//! legislator_scores persistence and ranking queries

use chrono::{DateTime, Utc};
use kritikos_common::time::to_db_timestamp;
use kritikos_common::{Error, Result};
use serde::Serialize;
use sqlx::{FromRow, SqlitePool};

use crate::pagination::{calculate_pagination, Pagination};
use crate::scoring::AxisScores;
use crate::utils::retry_on_lock;

/// Computed index of one legislator under one methodology
#[derive(Debug, Clone, PartialEq, Serialize)]
pub struct LegislatorScore {
    pub legislator_id: i64,
    pub methodology_version: String,
    pub reference_year: Option<i64>,
    #[serde(flatten)]
    pub scores: AxisScores,
    pub total_proposals: i64,
    pub analyzed_proposals: i64,
    pub trivial_proposals: i64,
    pub relevant_proposals: i64,
    pub total_expenses: f64,
    pub earmarks_committed: f64,
    pub earmarks_paid: f64,
    pub computed_at: DateTime<Utc>,
}

/// Insert or replace the score for (legislator, methodology)
pub async fn upsert_score(pool: &SqlitePool, score: &LegislatorScore, max_wait_ms: u64) -> Result<()> {
    let computed_at = to_db_timestamp(score.computed_at);

    retry_on_lock("upsert_legislator_score", max_wait_ms, || async {
        sqlx::query(
            r#"
            INSERT INTO legislator_scores (
                legislator_id, methodology_version, reference_year,
                performance_score, relevance_score, responsibility_score, ethics_score, final_score,
                total_proposals, analyzed_proposals, trivial_proposals, relevant_proposals,
                total_expenses, earmarks_committed, earmarks_paid, computed_at
            ) VALUES (?, ?, ?, ?, ?, ?, ?, ?, ?, ?, ?, ?, ?, ?, ?, ?)
            ON CONFLICT(legislator_id, methodology_version) DO UPDATE SET
                reference_year = excluded.reference_year,
                performance_score = excluded.performance_score,
                relevance_score = excluded.relevance_score,
                responsibility_score = excluded.responsibility_score,
                ethics_score = excluded.ethics_score,
                final_score = excluded.final_score,
                total_proposals = excluded.total_proposals,
                analyzed_proposals = excluded.analyzed_proposals,
                trivial_proposals = excluded.trivial_proposals,
                relevant_proposals = excluded.relevant_proposals,
                total_expenses = excluded.total_expenses,
                earmarks_committed = excluded.earmarks_committed,
                earmarks_paid = excluded.earmarks_paid,
                computed_at = excluded.computed_at
            "#,
        )
        .bind(score.legislator_id)
        .bind(&score.methodology_version)
        .bind(score.reference_year)
        .bind(score.scores.performance)
        .bind(score.scores.relevance)
        .bind(score.scores.responsibility)
        .bind(score.scores.ethics)
        .bind(score.scores.final_score)
        .bind(score.total_proposals)
        .bind(score.analyzed_proposals)
        .bind(score.trivial_proposals)
        .bind(score.relevant_proposals)
        .bind(score.total_expenses)
        .bind(score.earmarks_committed)
        .bind(score.earmarks_paid)
        .bind(&computed_at)
        .execute(pool)
        .await
        .map_err(Error::Database)?;

        Ok(())
    })
    .await
}

/// Delete the methodology's rows for legislators not in `keep`
///
/// Leaves the table holding only the latest recomputation, so a ranking
/// never mixes reference years.
pub async fn prune_scores(pool: &SqlitePool, methodology_version: &str, keep: &[i64], max_wait_ms: u64) -> Result<u64> {
    let keep = serde_json::to_string(keep)?;

    retry_on_lock("prune_legislator_scores", max_wait_ms, || async {
        let result = sqlx::query(
            r#"
            DELETE FROM legislator_scores
            WHERE methodology_version = ?1
              AND legislator_id NOT IN (SELECT value FROM json_each(?2))
            "#,
        )
        .bind(methodology_version)
        .bind(&keep)
        .execute(pool)
        .await
        .map_err(Error::Database)?;

        Ok(result.rows_affected())
    })
    .await
}

/// Ranking filters
#[derive(Debug, Clone, Default, PartialEq)]
pub struct RankingFilter {
    pub methodology_version: String,
    pub party: Option<String>,
    pub state_uf: Option<String>,
}

/// One line of the ranking
#[derive(Debug, Clone, PartialEq, Serialize, FromRow)]
pub struct RankingEntry {
    #[sqlx(skip)]
    pub position: i64,
    pub legislator_id: i64,
    pub name: String,
    pub party: Option<String>,
    pub state_uf: Option<String>,
    pub photo_url: Option<String>,
    pub performance_score: f64,
    pub relevance_score: f64,
    pub responsibility_score: f64,
    pub ethics_score: Option<f64>,
    pub final_score: f64,
    pub total_proposals: i64,
    pub analyzed_proposals: i64,
    pub relevant_proposals: i64,
    pub computed_at: String,
}

#[derive(Debug, Clone, PartialEq, Serialize)]
pub struct RankingPage {
    pub methodology_version: String,
    pub total: i64,
    #[serde(flatten)]
    pub pagination: Pagination,
    pub entries: Vec<RankingEntry>,
}

/// Legislators ordered by final score, best first
///
/// Party and UF filters compare case-insensitively.
pub async fn fetch_ranking(pool: &SqlitePool, filter: &RankingFilter, page: i64, per_page: i64) -> Result<RankingPage> {
    const FILTER: &str = r#"
        s.methodology_version = ?1
        AND (?2 IS NULL OR UPPER(l.party) = UPPER(?2))
        AND (?3 IS NULL OR UPPER(l.state_uf) = UPPER(?3))
    "#;

    let count_sql = format!(
        "SELECT COUNT(*) FROM legislator_scores s JOIN legislators l ON l.id = s.legislator_id WHERE {}",
        FILTER
    );
    let total: i64 = sqlx::query_scalar(&count_sql)
        .bind(&filter.methodology_version)
        .bind(&filter.party)
        .bind(&filter.state_uf)
        .fetch_one(pool)
        .await?;

    let pagination = calculate_pagination(total, page, per_page);

    let sql = format!(
        r#"
        SELECT s.legislator_id, l.name, l.party, l.state_uf, l.photo_url,
               s.performance_score, s.relevance_score, s.responsibility_score, s.ethics_score,
               s.final_score, s.total_proposals, s.analyzed_proposals, s.relevant_proposals,
               s.computed_at
        FROM legislator_scores s
        JOIN legislators l ON l.id = s.legislator_id
        WHERE {}
        ORDER BY s.final_score DESC, l.name ASC
        LIMIT ?4 OFFSET ?5
        "#,
        FILTER
    );
    let mut entries: Vec<RankingEntry> = sqlx::query_as(&sql)
        .bind(&filter.methodology_version)
        .bind(&filter.party)
        .bind(&filter.state_uf)
        .bind(pagination.per_page)
        .bind(pagination.offset)
        .fetch_all(pool)
        .await?;

    for (index, entry) in entries.iter_mut().enumerate() {
        entry.position = pagination.offset + index as i64 + 1;
    }

    Ok(RankingPage {
        methodology_version: filter.methodology_version.clone(),
        total,
        pagination,
        entries,
    })
}

#[cfg(test)]
mod tests {
    use super::*;
    use kritikos_common::db::{upsert_legislator, Legislator};

    async fn legislator(pool: &SqlitePool, camara_id: i64, name: &str, party: &str, uf: &str) -> i64 {
        upsert_legislator(
            pool,
            &Legislator {
                id: 0,
                camara_id,
                name: name.to_string(),
                party: Some(party.to_string()),
                state_uf: Some(uf.to_string()),
                email: None,
                photo_url: None,
                status: None,
            },
        )
        .await
        .unwrap()
    }

    fn score(legislator_id: i64, final_score: f64) -> LegislatorScore {
        LegislatorScore {
            legislator_id,
            methodology_version: "1.0".to_string(),
            reference_year: None,
            scores: AxisScores {
                performance: final_score,
                relevance: final_score,
                responsibility: final_score,
                ethics: Some(final_score),
                final_score,
            },
            total_proposals: 1,
            analyzed_proposals: 1,
            trivial_proposals: 0,
            relevant_proposals: 1,
            total_expenses: 0.0,
            earmarks_committed: 0.0,
            earmarks_paid: 0.0,
            computed_at: kritikos_common::time::now(),
        }
    }

    #[tokio::test]
    async fn test_upsert_replaces_same_methodology() {
        let pool = crate::db::init_memory_pool().await.unwrap();
        let id = legislator(&pool, 1, "Ana", "ABC", "SP").await;

        upsert_score(&pool, &score(id, 40.0), 1000).await.unwrap();
        upsert_score(&pool, &score(id, 55.0), 1000).await.unwrap();

        let mut v2 = score(id, 70.0);
        v2.methodology_version = "2.0".to_string();
        upsert_score(&pool, &v2, 1000).await.unwrap();

        let rows: Vec<(String, f64)> =
            sqlx::query_as("SELECT methodology_version, final_score FROM legislator_scores ORDER BY methodology_version")
                .fetch_all(&pool)
                .await
                .unwrap();
        assert_eq!(rows, vec![("1.0".to_string(), 55.0), ("2.0".to_string(), 70.0)]);
    }

    #[tokio::test]
    async fn test_ranking_order_filters_and_pages() {
        let pool = crate::db::init_memory_pool().await.unwrap();
        let a = legislator(&pool, 1, "Ana", "ABC", "SP").await;
        let b = legislator(&pool, 2, "Bruno", "XYZ", "RJ").await;
        let c = legislator(&pool, 3, "Carla", "ABC", "RJ").await;
        upsert_score(&pool, &score(a, 40.0), 1000).await.unwrap();
        upsert_score(&pool, &score(b, 80.0), 1000).await.unwrap();
        upsert_score(&pool, &score(c, 60.0), 1000).await.unwrap();

        let filter = RankingFilter {
            methodology_version: "1.0".to_string(),
            ..Default::default()
        };
        let page = fetch_ranking(&pool, &filter, 1, 20).await.unwrap();
        let ids: Vec<i64> = page.entries.iter().map(|e| e.legislator_id).collect();
        assert_eq!(ids, vec![b, c, a]);
        assert_eq!(page.entries[0].position, 1);
        assert_eq!(page.total, 3);

        let page = fetch_ranking(&pool, &filter, 2, 2).await.unwrap();
        assert_eq!(page.entries.len(), 1);
        assert_eq!(page.entries[0].legislator_id, a);
        assert_eq!(page.entries[0].position, 3);

        let filter = RankingFilter {
            methodology_version: "1.0".to_string(),
            party: Some("abc".to_string()),
            state_uf: Some("RJ".to_string()),
        };
        let page = fetch_ranking(&pool, &filter, 1, 20).await.unwrap();
        assert_eq!(page.total, 1);
        assert_eq!(page.entries[0].legislator_id, c);

        let filter = RankingFilter {
            methodology_version: "2.0".to_string(),
            ..Default::default()
        };
        assert_eq!(fetch_ranking(&pool, &filter, 1, 20).await.unwrap().total, 0);
    }
}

ACTION ITEM: The lines to retype run from the start of the entries through the line containing "u64) -> Result<()>"; reproduce them exactly and add nothing.

ANSWER TO THIS TASK:
//! legislator_scores persistence and ranking queries

use chrono::{DateTime, Utc};
use kritikos_common::time::to_db_timestamp;
use kritikos_common::{Error, Result};
use serde::Serialize;
use sqlx::{FromRow, SqlitePool};

use crate::pagination::{calculate_pagination, Pagination};
use crate::scoring::AxisScores;
use crate::utils::retry_on_lock;

/// Computed index of one legislator under one methodology
#[derive(Debug, Clone, PartialEq, Serialize)]
pub struct LegislatorScore {
    pub legislator_id: i64,
    pub methodology_version: String,
    pub reference_year: Option<i64>,
    #[serde(flatten)]
    pub scores: AxisScores,
    pub total_proposals: i64,
    pub analyzed_proposals: i64,
    pub trivial_proposals: i64,
    pub relevant_proposals: i64,
    pub total_expenses: f64,
    pub earmarks_committed: f64,
    pub earmarks_paid: f64,
    pub computed_at: DateTime<Utc>,
}

/// Insert or replace the score for (legislator, methodology)
pub async fn upsert_score(pool: &SqlitePool, score: &LegislatorScore, max_wait_ms: u64) -> Result<()> {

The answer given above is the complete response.